*WORK REQUIRED:* When "what" occurs in a line of the material, copy that line.

*LISTED RECORDS:*
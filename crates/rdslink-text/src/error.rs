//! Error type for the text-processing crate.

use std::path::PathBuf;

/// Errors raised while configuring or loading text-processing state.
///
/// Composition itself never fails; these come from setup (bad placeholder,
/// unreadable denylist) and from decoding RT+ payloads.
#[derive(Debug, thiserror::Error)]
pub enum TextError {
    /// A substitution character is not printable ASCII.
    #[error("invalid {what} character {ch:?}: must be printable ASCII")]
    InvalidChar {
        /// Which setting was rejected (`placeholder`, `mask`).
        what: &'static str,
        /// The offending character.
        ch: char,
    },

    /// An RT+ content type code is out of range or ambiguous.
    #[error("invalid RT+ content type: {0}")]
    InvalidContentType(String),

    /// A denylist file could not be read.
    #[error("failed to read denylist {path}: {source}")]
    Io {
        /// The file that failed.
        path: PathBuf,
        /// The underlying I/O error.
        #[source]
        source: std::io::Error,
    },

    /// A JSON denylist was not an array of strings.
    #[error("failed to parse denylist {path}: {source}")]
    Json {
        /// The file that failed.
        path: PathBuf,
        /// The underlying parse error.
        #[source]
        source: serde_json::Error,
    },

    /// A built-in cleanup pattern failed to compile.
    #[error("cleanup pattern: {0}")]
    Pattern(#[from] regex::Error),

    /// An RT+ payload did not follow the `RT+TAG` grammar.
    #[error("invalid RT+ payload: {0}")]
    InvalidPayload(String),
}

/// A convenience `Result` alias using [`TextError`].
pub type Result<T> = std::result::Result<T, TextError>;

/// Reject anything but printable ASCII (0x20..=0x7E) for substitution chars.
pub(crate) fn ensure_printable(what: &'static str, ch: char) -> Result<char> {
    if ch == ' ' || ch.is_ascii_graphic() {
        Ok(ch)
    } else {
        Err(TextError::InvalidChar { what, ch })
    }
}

*COMPLETED EXERCISE:*
    #[error("invalid {what} character {ch:?}: must be printable ASCII")]
        what: &'static str,
pub(crate) fn ensure_printable(what: &'static str, ch: char) -> Result<char> {
        Err(TextError::InvalidChar { what, ch })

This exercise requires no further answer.